Alors, qu’implique cette nouvelle loi pour les millions d’Ukrainiens qui ont fui à l’étranger – et pour les gouvernements européens qui les accueillent ?
Les principales implications de la nouvelle loi sur la mobilisation pour les Ukrainiens – affectant aussi bien ceux qui vivent en Ukraine qu’à l’étranger – sont liées aux amendements concernant les personnes incluses et exemptées de l’enregistrement, de la mobilisation et de la formation militaire, ainsi que les conséquences de leur non-respect.
Premièrement, la nouvelle législation abaisse la limite d’âge pour être mobilisé de 27 à 25 ans. Elle introduit également le service militaire de base obligatoire pour les personnes âgées de 18 à 25 ans.
Un changement plus technique – mais potentiellement très influent – est la suppression de la catégorie « aptitude limitée au service militaire », ce qui signifiait auparavant que vous seriez exempté d’être envoyé sur les lignes de front.
Ce changement implique que la plupart des personnes qui étaient auparavant considérées comme ayant une « aptitude limitée », c’est-à-dire qu’elles doivent désormais se soumettre à un réexamen dans un délai de neuf mois.
L’examen médical, un piège
Deuxièmement, l’une des principales nouvelles obligations de la nouvelle loi est que les hommes ukrainiens (et les femmes ayant une formation médicale ou pharmaceutique) âgés de 18 à 60 ans doivent mettre à jour leurs données dans le registre militaire dans un délai de 60 jours.
La mise à jour des données du registre militaire n’implique pas automatiquement une convocation au service militaire, mais elle peut constituer une condition préalable importante à une mobilisation ultérieure.
À première vue, cette exigence de mise à jour des données peut paraître purement technique, mais elle a de nombreuses implications pour les Ukrainiens à l’étranger.
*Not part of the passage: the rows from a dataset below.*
//! Iterative cleanup of a whole model
//!
//! [`cleaner::ModelCleaner`] runs [`pass::BalancePass`] over every reaction until the model
//! stops changing, deleting species that only ever appear in one unbalanceable reaction.
use thiserror::Error;

use crate::balance::error::BalanceError;

pub mod cleaner;
pub mod pass;
pub mod report;
pub mod rgroup;

/// Errors that stop the cleanup loop
#[derive(Debug, Error)]
pub enum CleanupError {
    /// The model was still changing when the pass limit was reached
    #[error("Model cleanup did not converge after {passes} passes")]
    NotConverged { passes: usize },
    /// The cancel flag was raised, `passes` is the number of completed passes
    #[error("Model cleanup cancelled after {passes} passes")]
    Cancelled { passes: usize },
    /// A fault in the model or solver rather than in a single reaction
    #[error("Balancing failed: {0}")]
    Balance(#[from] BalanceError),
}
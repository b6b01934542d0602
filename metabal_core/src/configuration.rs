//! Global configuration used as the source of defaults for balancing and model cleanup
use std::sync::{LazyLock, RwLock};

use serde::Deserialize;
use thiserror::Error;

pub static CONFIGURATION: LazyLock<RwLock<Configuration>> =
    LazyLock::new(|| RwLock::new(Configuration::default()));

/// Snapshot of the global configuration, recovering it if the lock was poisoned
pub fn current() -> Configuration {
    match CONFIGURATION.read() {
        Ok(config) => config.clone(),
        Err(poisoned) => poisoned.into_inner().clone(),
    }
}

/// Tunable parameters for the reaction balancer and the cleanup loop
///
/// Fields missing from a JSON document take their default values.
#[derive(Debug, Clone, PartialEq, Deserialize)]
#[serde(default)]
pub struct Configuration {
    /// Largest stoichiometric coefficient an explicit participant may be assigned
    pub max_stoichiometric_coefficient: u32,
    /// Largest coefficient used by the model cleanup loop
    pub cleanup_max_stoichiometric_coefficient: u32,
    /// Wall clock limit for a single solver call, in milliseconds
    pub solver_timeout_ms: u64,
    /// Number of cleanup passes after which the loop gives up
    pub max_cleanup_passes: usize,
    /// Change in balanced fraction below which the cleanup loop is considered stable
    pub convergence_tolerance: f64,
    /// Element residuals smaller than this are treated as zero
    pub residual_tolerance: f64,
    /// Remove reactions with identical reactant and product sets after every pass
    pub remove_pointless_reactions: bool,
    /// Remove species no longer referenced by any reaction after every pass
    pub remove_orphan_species: bool,
}

impl Default for Configuration {
    fn default() -> Self {
        Configuration {
            max_stoichiometric_coefficient: 8,
            cleanup_max_stoichiometric_coefficient: 12,
            solver_timeout_ms: 1000,
            max_cleanup_passes: 100,
            convergence_tolerance: 1e-8,
            residual_tolerance: 1e-8,
            remove_pointless_reactions: false,
            remove_orphan_species: false,
        }
    }
}

impl Configuration {
    /// Read a configuration from a JSON string
    ///
    /// # Examples
    /// ```rust
    /// use metabal_core::configuration::Configuration;
    /// let config = Configuration::from_json_str(r#"{"solver_timeout_ms": 250}"#).unwrap();
    /// assert_eq!(config.solver_timeout_ms, 250);
    /// assert_eq!(config.max_stoichiometric_coefficient, 8);
    /// ```
    pub fn from_json_str(json: &str) -> Result<Configuration, ConfigurationError> {
        let config: Configuration = serde_json::from_str(json)?;
        config.validate()?;
        Ok(config)
    }

    /// Replace the global configuration
    pub fn install(self) -> Result<(), ConfigurationError> {
        self.validate()?;
        match CONFIGURATION.write() {
            Ok(mut global) => {
                *global = self;
                Ok(())
            }
            Err(_) => Err(ConfigurationError::Poisoned),
        }
    }

    fn validate(&self) -> Result<(), ConfigurationError> {
        if self.max_stoichiometric_coefficient < 1 || self.cleanup_max_stoichiometric_coefficient < 1
        {
            return Err(ConfigurationError::InvalidValue(
                "stoichiometric coefficient limits must be at least 1",
            ));
        }
        if self.max_cleanup_passes == 0 {
            return Err(ConfigurationError::InvalidValue(
                "max_cleanup_passes must be positive",
            ));
        }
        if !(self.convergence_tolerance >= 0.0 && self.residual_tolerance >= 0.0) {
            return Err(ConfigurationError::InvalidValue(
                "tolerances must be non-negative",
            ));
        }
        Ok(())
    }
}

/// Errors raised while loading a configuration
#[derive(Debug, Error)]
pub enum ConfigurationError {
    /// The document could not be deserialized
    #[error("Failed to read configuration: {0}")]
    Deserialize(#[from] serde_json::Error),
    /// A value is outside of its permitted range
    #[error("Invalid configuration value: {0}")]
    InvalidValue(&'static str),
    /// The global configuration lock was poisoned
    #[error("Global configuration lock is poisoned")]
    Poisoned,
}

#[cfg(test)]
mod tests {
    use super::*;

    #[test]
    fn partial_json_uses_defaults() {
        let config =
            Configuration::from_json_str(r#"{"max_cleanup_passes": 5, "remove_orphan_species": true}"#)
                .unwrap();
        assert_eq!(config.max_cleanup_passes, 5);
        assert!(config.remove_orphan_species);
        assert_eq!(config.cleanup_max_stoichiometric_coefficient, 12);
        assert_eq!(config.solver_timeout_ms, 1000);
    }

    #[test]
    fn rejects_zero_coefficient_limit() {
        match Configuration::from_json_str(r#"{"max_stoichiometric_coefficient": 0}"#) {
            Err(ConfigurationError::InvalidValue(_)) => {}
            _ => panic!("Expected an invalid value error"),
        }
    }

    #[test]
    fn rejects_malformed_json() {
        match Configuration::from_json_str("{not json") {
            Err(ConfigurationError::Deserialize(_)) => {}
            _ => panic!("Expected a deserialize error"),
        }
    }
}
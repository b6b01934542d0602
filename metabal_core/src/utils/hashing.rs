//! Hashing helpers used to derive identifiers for generated species
use std::hash::{DefaultHasher, Hash, Hasher};

pub(crate) fn calculate_hash<T: Hash>(t: &T) -> u64 {
    let mut s = DefaultHasher::new();
    t.hash(&mut s);
    s.finish()
}

pub(crate) fn hash_as_hex_string<T: Hash>(t: &T) -> String {
    format!("{:x}", calculate_hash(t))
}

/// Identifier for a species created on demand in `compartment`
///
/// The id is `M_{hex hash of the seed}_{compartment}`, so the same seed in the same
/// compartment always yields the same id.
pub(crate) fn generated_species_id(seed: &str, compartment: &str) -> String {
    format!("M_{}_{}", hash_as_hex_string(&(seed, compartment)), compartment)
}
Premièrement, bien que la législation autorise la mise à jour électronique de ces données depuis l’étranger, la nouvelle réglementation exige également un réexamen médical pour répondre aux exigences.
Étant donné qu’un examen médical ne peut pas être effectué par voie électronique, les Ukrainiens vivant à l’étranger pourraient ensuite être tenus de se soumettre à un nouvel examen médical en personne, voire devoir retourner en Ukraine pour remplir cette obligation.
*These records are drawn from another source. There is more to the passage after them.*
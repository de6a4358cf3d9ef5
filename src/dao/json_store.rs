//! JSON file backing for the tracked IP list
//!
//! The whole collection is read and rewritten on every operation. Writes go
//! through a temporary file in the same directory and are renamed into place,
//! so readers never observe a half-written document.

use std::fs;
use std::io::{ErrorKind, Write};
use std::path::{Path, PathBuf};

use tempfile::NamedTempFile;
use tracing::{debug, warn};

use crate::error::StoreError;
use crate::model::{IpCollection, IpRecord};

pub const DEFAULT_STORE_PATH: &str = "ip_info.json";

#[cfg(unix)]
const STORE_FILE_MODE: u32 = 0o644;

#[derive(Debug, Clone)]
pub struct JsonStore {
    path: PathBuf,
}

impl JsonStore {
    pub fn new(path: impl Into<PathBuf>) -> Self {
        Self { path: path.into() }
    }

    pub fn path(&self) -> &Path {
        &self.path
    }

    /// Read the full collection.
    ///
    /// A missing file is an empty collection. A file that does not parse is
    /// reported as [`StoreError::Corrupt`] and left untouched.
    pub fn load(&self) -> Result<IpCollection, StoreError> {
        let data = match fs::read(&self.path) {
            Ok(data) => data,
            Err(e) if e.kind() == ErrorKind::NotFound => {
                debug!("Store {} does not exist yet", self.path.display());
                return Ok(IpCollection::default());
            }
            Err(source) => {
                return Err(StoreError::Read {
                    path: self.path.clone(),
                    source,
                })
            }
        };

        let collection: IpCollection =
            serde_json::from_slice(&data).map_err(|source| StoreError::Corrupt {
                path: self.path.clone(),
                source,
            })?;
        debug!("Loaded {} records from {}", collection.len(), self.path.display());
        Ok(collection)
    }

    /// Append one record and rewrite the file. Returns the new record count.
    ///
    /// An unparseable store is replaced, matching how `koppel` has always
    /// behaved; the loss is logged.
    pub fn append(&self, record: IpRecord) -> Result<usize, StoreError> {
        let mut collection = match self.load() {
            Ok(collection) => collection,
            Err(e @ StoreError::Corrupt { .. }) => {
                warn!("Discarding unreadable store: {}", e);
                IpCollection::default()
            }
            Err(e) => return Err(e),
        };
        collection.push(record);
        self.save(&collection)?;
        Ok(collection.len())
    }

    pub fn clear(&self) -> Result<(), StoreError> {
        self.save(&IpCollection::default())
    }

    /// Serialize `collection` with two-space indentation and atomically
    /// replace the store file with it.
    pub fn save(&self, collection: &IpCollection) -> Result<(), StoreError> {
        let data = serde_json::to_vec_pretty(collection).map_err(StoreError::Encode)?;
        self.write_atomic(&data).map_err(|source| StoreError::Write {
            path: self.path.clone(),
            source,
        })?;
        debug!("Wrote {} records to {}", collection.len(), self.path.display());
        Ok(())
    }

    fn write_atomic(&self, data: &[u8]) -> std::io::Result<()> {
        let dir = match self.path.parent() {
            Some(parent) if !parent.as_os_str().is_empty() => parent,
            _ => Path::new("."),
        };

        let mut tmp = NamedTempFile::new_in(dir)?;
        tmp.write_all(data)?;
        tmp.as_file().sync_all()?;

        #[cfg(unix)]
        {
            use std::os::unix::fs::PermissionsExt;
            tmp.as_file()
                .set_permissions(fs::Permissions::from_mode(STORE_FILE_MODE))?;
        }

        tmp.persist(&self.path).map_err(|e| e.error)?;
        Ok(())
    }
}

impl Default for JsonStore {
    fn default() -> Self {
        Self::new(DEFAULT_STORE_PATH)
    }
}

#[cfg(test)]
mod tests {
    use super::*;
    use tempfile::TempDir;

    fn record(ip: &str, city: &str) -> IpRecord {
        IpRecord {
            ip: ip.to_string(),
            city: city.to_string(),
            region: "R".to_string(),
            country: "C".to_string(),
            location: format!("{}, R, C", city),
            isp: "ISP".to_string(),
        }
    }

    fn temp_store() -> (TempDir, JsonStore) {
        let dir = TempDir::new().unwrap();
        let store = JsonStore::new(dir.path().join("ip_info.json"));
        (dir, store)
    }

    #[test]
    fn test_load_missing_file_is_empty() {
        let (_dir, store) = temp_store();
        let collection = store.load().unwrap();
        assert!(collection.is_empty());
        assert!(!store.path().exists());
    }

    #[test]
    fn test_append_preserves_order_and_duplicates() {
        let (_dir, store) = temp_store();
        assert_eq!(store.append(record("1.1.1.1", "A")).unwrap(), 1);
        assert_eq!(store.append(record("2.2.2.2", "B")).unwrap(), 2);
        assert_eq!(store.append(record("1.1.1.1", "A")).unwrap(), 3);

        let collection = store.load().unwrap();
        let ips: Vec<&str> = collection.iter().map(|r| r.ip.as_str()).collect();
        assert_eq!(ips, vec!["1.1.1.1", "2.2.2.2", "1.1.1.1"]);
        assert_eq!(collection.ips[0], collection.ips[2]);
    }

    #[test]
    fn test_file_is_pretty_printed() {
        let (_dir, store) = temp_store();
        store.append(record("1.1.1.1", "A")).unwrap();

        let text = fs::read_to_string(store.path()).unwrap();
        assert!(text.starts_with("{\n  \"ips\": [\n    {\n      \"ip\": \"1.1.1.1\","));
    }

    #[test]
    fn test_clear_writes_empty_array() {
        let (_dir, store) = temp_store();
        store.append(record("1.1.1.1", "A")).unwrap();
        store.clear().unwrap();

        assert_eq!(fs::read_to_string(store.path()).unwrap(), "{\n  \"ips\": []\n}");
        assert!(store.load().unwrap().is_empty());
    }

    #[test]
    fn test_clear_creates_missing_file() {
        let (_dir, store) = temp_store();
        store.clear().unwrap();
        assert!(store.path().exists());
    }

    #[test]
    fn test_corrupt_file_is_reported() {
        let (_dir, store) = temp_store();
        fs::write(store.path(), "{not json").unwrap();

        match store.load() {
            Err(StoreError::Corrupt { path, .. }) => assert_eq!(path, store.path()),
            other => panic!("expected corrupt store, got {:?}", other),
        }
        // load must not touch the file
        assert_eq!(fs::read_to_string(store.path()).unwrap(), "{not json");
    }

    #[test]
    fn test_append_replaces_corrupt_file() {
        let (_dir, store) = temp_store();
        fs::write(store.path(), "garbage").unwrap();

        assert_eq!(store.append(record("3.3.3.3", "C")).unwrap(), 1);
        assert_eq!(store.load().unwrap().ips[0].ip, "3.3.3.3");
    }

    #[test]
    fn test_null_ips_from_older_files() {
        let (_dir, store) = temp_store();
        fs::write(store.path(), "{\n  \"ips\": null\n}").unwrap();
        assert!(store.load().unwrap().is_empty());
    }

    #[test]
    fn test_unreadable_store_is_a_read_error() {
        let dir = TempDir::new().unwrap();
        // A directory can be stat'ed but not read as a file
        let store = JsonStore::new(dir.path());

        match store.load() {
            Err(StoreError::Read { path, .. }) => assert_eq!(path, dir.path()),
            other => panic!("expected read error, got {:?}", other),
        }
    }

    #[test]
    fn test_append_aborts_on_read_error() {
        let dir = TempDir::new().unwrap();
        let store = JsonStore::new(dir.path());

        match store.append(record("1.1.1.1", "A")) {
            Err(StoreError::Read { .. }) => {}
            other => panic!("expected read error, got {:?}", other),
        }
        assert!(store.path().is_dir());
        assert_eq!(fs::read_dir(store.path()).unwrap().count(), 0);
    }

    #[test]
    fn test_write_into_missing_directory_fails() {
        let dir = TempDir::new().unwrap();
        let store = JsonStore::new(dir.path().join("missing").join("ip_info.json"));

        match store.clear() {
            Err(StoreError::Write { .. }) => {}
            other => panic!("expected write error, got {:?}", other),
        }
    }

    #[cfg(unix)]
    #[test]
    fn test_file_mode() {
        use std::os::unix::fs::PermissionsExt;

        let (_dir, store) = temp_store();
        store.clear().unwrap();
        let mode = fs::metadata(store.path()).unwrap().permissions().mode();
        assert_eq!(mode & 0o777, STORE_FILE_MODE);
    }
}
Deuxièmement, même si la nouvelle loi de mobilisation n’aborde pas explicitement cette question, les informations mises à jour pourraient permettre à l’avenir d’envoyer des convocations par voie électronique.
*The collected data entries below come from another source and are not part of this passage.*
use serde::{Deserialize, Deserializer, Serialize};

use super::geo::{deserialize_null_as_empty, GeoResponse};

/// One tracked IP's geolocation snapshot, as stored on disk.
#[derive(Debug, Clone, PartialEq, Eq, Serialize, Deserialize)]
pub struct IpRecord {
    #[serde(default, deserialize_with = "deserialize_null_as_empty")]
    pub ip: String,
    #[serde(default, deserialize_with = "deserialize_null_as_empty")]
    pub city: String,
    #[serde(default, deserialize_with = "deserialize_null_as_empty")]
    pub region: String,
    #[serde(default, deserialize_with = "deserialize_null_as_empty")]
    pub country: String,
    #[serde(default, deserialize_with = "deserialize_null_as_empty")]
    pub location: String,
    #[serde(default, deserialize_with = "deserialize_null_as_empty")]
    pub isp: String,
}

impl IpRecord {
    /// Build a record for `ip` from an upstream answer.
    ///
    /// `ip` always comes from the caller, never from the response body.
    pub fn from_response(ip: &str, resp: GeoResponse) -> Self {
        let location = format_location(&resp.city, &resp.region, &resp.country);
        Self {
            ip: ip.to_string(),
            city: resp.city,
            region: resp.region,
            country: resp.country,
            location,
            isp: resp.isp,
        }
    }
}

/// `"<city>, <region>, <country>"`, empty segments included.
fn format_location(city: &str, region: &str, country: &str) -> String {
    format!("{}, {}, {}", city, region, country)
}

fn deserialize_null_as_vec<'de, D>(deserializer: D) -> Result<Vec<IpRecord>, D::Error>
where
    D: Deserializer<'de>,
{
    let v: Option<Vec<IpRecord>> = Option::deserialize(deserializer)?;
    Ok(v.unwrap_or_default())
}

/// Every tracked record, in insertion order.
#[derive(Debug, Clone, Default, PartialEq, Eq, Serialize, Deserialize)]
pub struct IpCollection {
    #[serde(default, deserialize_with = "deserialize_null_as_vec")]
    pub ips: Vec<IpRecord>,
}

impl IpCollection {
    pub fn len(&self) -> usize {
        self.ips.len()
    }

    pub fn is_empty(&self) -> bool {
        self.ips.is_empty()
    }

    pub fn push(&mut self, record: IpRecord) {
        self.ips.push(record);
    }

    pub fn iter(&self) -> std::slice::Iter<'_, IpRecord> {
        self.ips.iter()
    }
}
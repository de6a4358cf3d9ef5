mod geo;
mod record;

pub use geo::GeoResponse;
pub use record::{IpCollection, IpRecord};
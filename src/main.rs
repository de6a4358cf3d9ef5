mod cli;
mod commands;
mod dao;
mod error;
mod model;
mod service;

use anyhow::{Context as _, Result};
use clap::Parser;
use tracing::{debug, Level};

use cli::Args;
use commands::Context;
use dao::JsonStore;
use service::GeoClient;

#[tokio::main]
async fn main() -> Result<()> {
    let args = match Args::try_parse() {
        Ok(args) => args,
        Err(e) => {
            // --help / --version land here too and are not failures
            let code = if e.use_stderr() { 1 } else { 0 };
            e.print()?;
            std::process::exit(code);
        }
    };

    // Initialize logging; stdout is reserved for command output
    tracing_subscriber::fmt()
        .with_max_level(if args.verbose { Level::DEBUG } else { Level::WARN })
        .with_target(false)
        .with_writer(std::io::stderr)
        .init();

    let ctx = Context {
        store: JsonStore::new(args.store.clone()),
        geo: GeoClient::new(),
    };
    debug!("Using store {}", ctx.store.path().display());

    let mut stdout = std::io::stdout();
    commands::run(args.command.as_ref(), &ctx, &mut stdout)
        .await
        .context("Failed to write command output")?;

    Ok(())
}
Cela soulève la question suivante : quelles sont les conséquences pour les hommes ukrainiens à l’étranger – et pour les pays européens qui les accueillent – s’ils ne mettent pas à jour leurs données dans le registre militaire ?
Pas de coercition, mais des questions demeurent
Pour tous les Ukrainiens, le non-respect des nouvelles exigences peut entraîner une amende, avec des taux de pénalité considérablement augmentés. Si l’amende n’est pas payée, une arrestation peut être effectuée sur les biens et les avoirs. Il peut également leur être interdit de conduire des véhicules.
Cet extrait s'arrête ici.